A razão da dor de cabeça e do ataque epilético era um tumor cerebral, num local de difícil acesso.
Antes de explicar, com linguagem inteligível, todos aqueles pormenores que os cirurgiões, na hora da verdade, tanta dificuldade encontram, para falar de mortalidade e morbilidade e taxas de sucesso, riscos operatórios e tratamentos alternativos ou complementares e aqueles números estatísticos que ninguém entende: o ar não pode ser muito sério, o sobrolho não pode ser carregado, a voz não pode ser hesitante e, sobretudo, nunca deve começar por uma mensagem negativa.
Resolvi começar a explicação da seguinte forma: António, a “coisa” é um oligodendroglioma.
Outro sorriso ainda maior e o já meu amigo cigano retorquiu: Ah “Dotôrê” assim é que é falare. Atão o seu colega a dizer que era uma coisa e afinal é “isso”. Muito bem dito. É atão bom ou mau?
Se for operado é bom e se não for é mau.
Atão vamos pelo lado bom. E assim se decidiu a operação de António, com uma empatia bem conseguida naquela consulta hospitalar, sem o drama das estatísticas.
Antes da alta hospitalar, no pós-operatório, o mui agradecido António colocou um ar solene que ainda não lhe vira e pediu uma audiência a sós para me dizer que todo o préstimo, auxílio e sacrifício que eu precisasse no futuro, o que quer que fosse, bastava um simples acenar de cabeça, para que o pedido fosse satisfeito.
Esta era a forma de agradecimento que ele entendia pela sua vida suspensa nas minhas mãos e que eu recuperara, e pela amizade sincera que ele sentiu durantes as consultas e estadia hospitalar. Oferecia-me de novo a sua vida, se eu precisasse do seu auxílio em qualquer altura crítica, no futuro.
Uma forma estranha e sincera de agradecimento.
Cerca de três anos depois, telefona-me de Porto Rico, como dizia, em viagem de negócios, pedindo-me para agendar uma consulta na próxima época de Natal, já regressado das suas andanças nómadas por terras da América do Sul.

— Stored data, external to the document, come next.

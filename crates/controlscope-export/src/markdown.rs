//! Markdown report export.

use chrono::{DateTime, Utc};
use controlscope_core::Control;

/// Timestamp format used in the report header.
pub const GENERATED_AT_FORMAT: &str = "%Y-%m-%d %H:%M:%S UTC";

/// Render records as a Markdown report.
///
/// The header carries the generation time and record count, followed by one
/// `## <id> - <title>` section per record. Optional sections are omitted
/// when the field is absent or empty.
#[must_use]
pub fn to_markdown(records: &[Control], generated_at: DateTime<Utc>) -> String {
    let mut out = String::from("# NIST 800-53 Rev 5 Security Controls\n\n");
    out.push_str(&format!(
        "Generated on: {}\n\n",
        generated_at.format(GENERATED_AT_FORMAT)
    ));
    out.push_str(&format!("Total Controls: {}\n\n", records.len()));
    out.push_str("---\n\n");

    for control in records {
        push_section(&mut out, control);
    }

    out
}

fn push_section(out: &mut String, control: &Control) {
    out.push_str(&format!("## {} - {}\n\n", control.id, control.title));
    out.push_str(&format!("**Family:** {}\n\n", control.family));

    if let Some(priority) = control.priority {
        out.push_str(&format!("**Priority:** {priority}\n\n"));
    }

    if !control.baseline.is_empty() {
        let levels: Vec<&str> = control.baseline.iter().map(|level| level.as_str()).collect();
        out.push_str(&format!("**Baseline:** {}\n\n", levels.join(", ")));
    }

    out.push_str(&format!("**Description:** {}\n\n", control.description));

    if let Some(text) = non_empty(control.control_text.as_deref()) {
        out.push_str(&format!("**Control Text:**\n\n{text}\n\n"));
    }

    if let Some(guidance) = non_empty(control.supplemental_guidance.as_deref()) {
        out.push_str(&format!("**Supplemental Guidance:**\n\n{guidance}\n\n"));
    }

    if !control.control_enhancements.is_empty() {
        out.push_str("**Control Enhancements:**\n\n");
        for enhancement in &control.control_enhancements {
            out.push_str(&format!("- **{}:** {}\n", enhancement.id, enhancement.title));
        }
        out.push('\n');
    }

    out.push_str("---\n\n");
}

fn non_empty(value: Option<&str>) -> Option<&str> {
    value.filter(|v| !v.is_empty())
}

#[cfg(test)]
mod tests {
    use super::*;
    use chrono::TimeZone;
    use controlscope_core::{ImpactLevel, Priority};

    fn now() -> DateTime<Utc> {
        Utc.with_ymd_and_hms(2025, 3, 14, 9, 30, 5).unwrap()
    }

    #[test]
    fn test_empty_report() {
        let md = to_markdown(&[], now());
        assert_eq!(
            md,
            "# NIST 800-53 Rev 5 Security Controls\n\nGenerated on: 2025-03-14 09:30:05 UTC\n\nTotal Controls: 0\n\n---\n\n"
        );
        assert!(!md.contains("## "));
    }

    #[test]
    fn test_full_section() {
        let control =
            Control::new("AC-2", "Account Management", "Access Control", "Manage accounts.")
            .with_priority(Priority::P1)
            .with_baseline([ImpactLevel::Low, ImpactLevel::Moderate, ImpactLevel::High])
            .with_control_text("Define account types.")
            .with_supplemental_guidance("See AC-3.")
            .with_enhancement("AC-2(1)", "Automated System Account Management");

        let md = to_markdown(&[control], now());
        let expected_section = "## AC-2 - Account Management\n\n\
            **Family:** Access Control\n\n\
            **Priority:** P1\n\n\
            **Baseline:** Low, Moderate, High\n\n\
            **Description:** Manage accounts.\n\n\
            **Control Text:**\n\nDefine account types.\n\n\
            **Supplemental Guidance:**\n\nSee AC-3.\n\n\
            **Control Enhancements:**\n\n\
            - **AC-2(1):** Automated System Account Management\n\n\
            ---\n\n";

        assert!(md.contains("Total Controls: 1\n\n"));
        assert!(md.ends_with(expected_section));
    }

    #[test]
    fn test_optional_sections_omitted() {
        let control = Control::new("PM-1", "Program Plan", "Program Management", "Plan it.")
            .with_control_text("");

        let md = to_markdown(&[control], now());

        assert!(md.contains(
            "## PM-1 - Program Plan\n\n**Family:** Program Management\n\n\
             **Description:** Plan it.\n\n---\n\n"
        ));
        assert!(!md.contains("**Priority:**"));
        assert!(!md.contains("**Baseline:**"));
        assert!(!md.contains("**Control Text:**"));
        assert!(!md.contains("**Control Enhancements:**"));
        assert!(!md.contains("null"));
    }
}
//! Controlscope Catalog - the record store behind the control catalog viewer.
//!
//! This crate loads the control catalog once per session, preferring a remote
//! catalog API and falling back to a dataset compiled into the binary, and
//! exposes the loaded records for lookup and querying.
//!
//! # Architecture
//!
//! - **Sources** ([`source`]): The [`CatalogSource`] trait plus in-memory sources
//! - **HTTP** ([`http`]): Remote catalog API client with a bounded timeout
//! - **Embedded** ([`embedded`]): Fallback dataset shipped inside the binary
//! - **Store** ([`store`]): Immutable loaded record set with fallback handling
//! - **Errors** ([`error`]): Fetch and load error types
//!
//! # Example
//!
//! ```rust,no_run
//! use controlscope_catalog::{EmbeddedCatalog, HttpCatalogSource, RecordStore};
//! use controlscope_core::CatalogConfig;
//!
//! # async fn run() -> Result<(), Box<dyn std::error::Error>> {
//! let remote = HttpCatalogSource::from_config(&CatalogConfig::default())?;
//! let store = RecordStore::load(&remote, &EmbeddedCatalog::new()).await?;
//!
//! println!("{} controls from {:?}", store.len(), store.origin());
//! for family in store.families() {
//!     println!("{family}");
//! }
//! # Ok(())
//! # }
//! ```

#![warn(missing_docs)]
#![warn(clippy::all)]
#![warn(clippy::pedantic)]
#![allow(clippy::module_name_repetitions)]
#![allow(clippy::missing_errors_doc)]
#![allow(clippy::missing_panics_doc)]

pub mod embedded;
pub mod error;
pub mod http;
pub mod source;
pub mod store;

// Re-export commonly used types
pub use embedded::EmbeddedCatalog;
pub use error::{FetchError, LoadError, Result};
pub use http::HttpCatalogSource;
pub use source::{parse_catalog_document, CatalogSource, FailingCatalog, StaticCatalog};
pub use store::{CatalogStats, LoadOrigin, RecordStore};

Em dia aprazado, numa manhã de quinta-feira de Dezembro, apareceu-me o sorridente gigante, com três filhos jovens pré adultos e a mulher. Fez-me uma festa, como se eu fosse elemento da sua família.
“Dotôrê” trouxe os mocetões comigo para lhe dizer que se eu morrer e o senhor precisar de alguma coisa, qualquer coisa, mesmo daquelas que nem lhe passam pela cabeça, tem aqui três mocetões que tomarão os seus pedidos como ordens, obedecendo-lhe cegamente como eu o faria.
Em vez de me oferecer um cabaz de ovos, ou um ganso vivo, este cigano de raça oferecia-me a vida dos filhos como penhor da vida que lhe prolonguei e, sobretudo, da amizade que ele sentiu. Um gesto generoso de agradecimento, que mais parece do século XII, onde a palavra era a maior riqueza dos homens honrados.
Durante mais oito anos, sempre que voltava das suas incursões pela América do Sul ou de África, o gigante e leal António vinha visitar-me, continuando a mostrar o seu reconhecimento pela atenção que tive com a sua doença e consigo próprio. Um caso raro de lealdade. Uma amostra de como é possível ultrapassar a explicação pré-cirúrgica, criando um clima de empatia entre o médico e o doente.
Humanizar a Medicina é uma forma de honrar a palavra dada no Juramento de Hipócrates.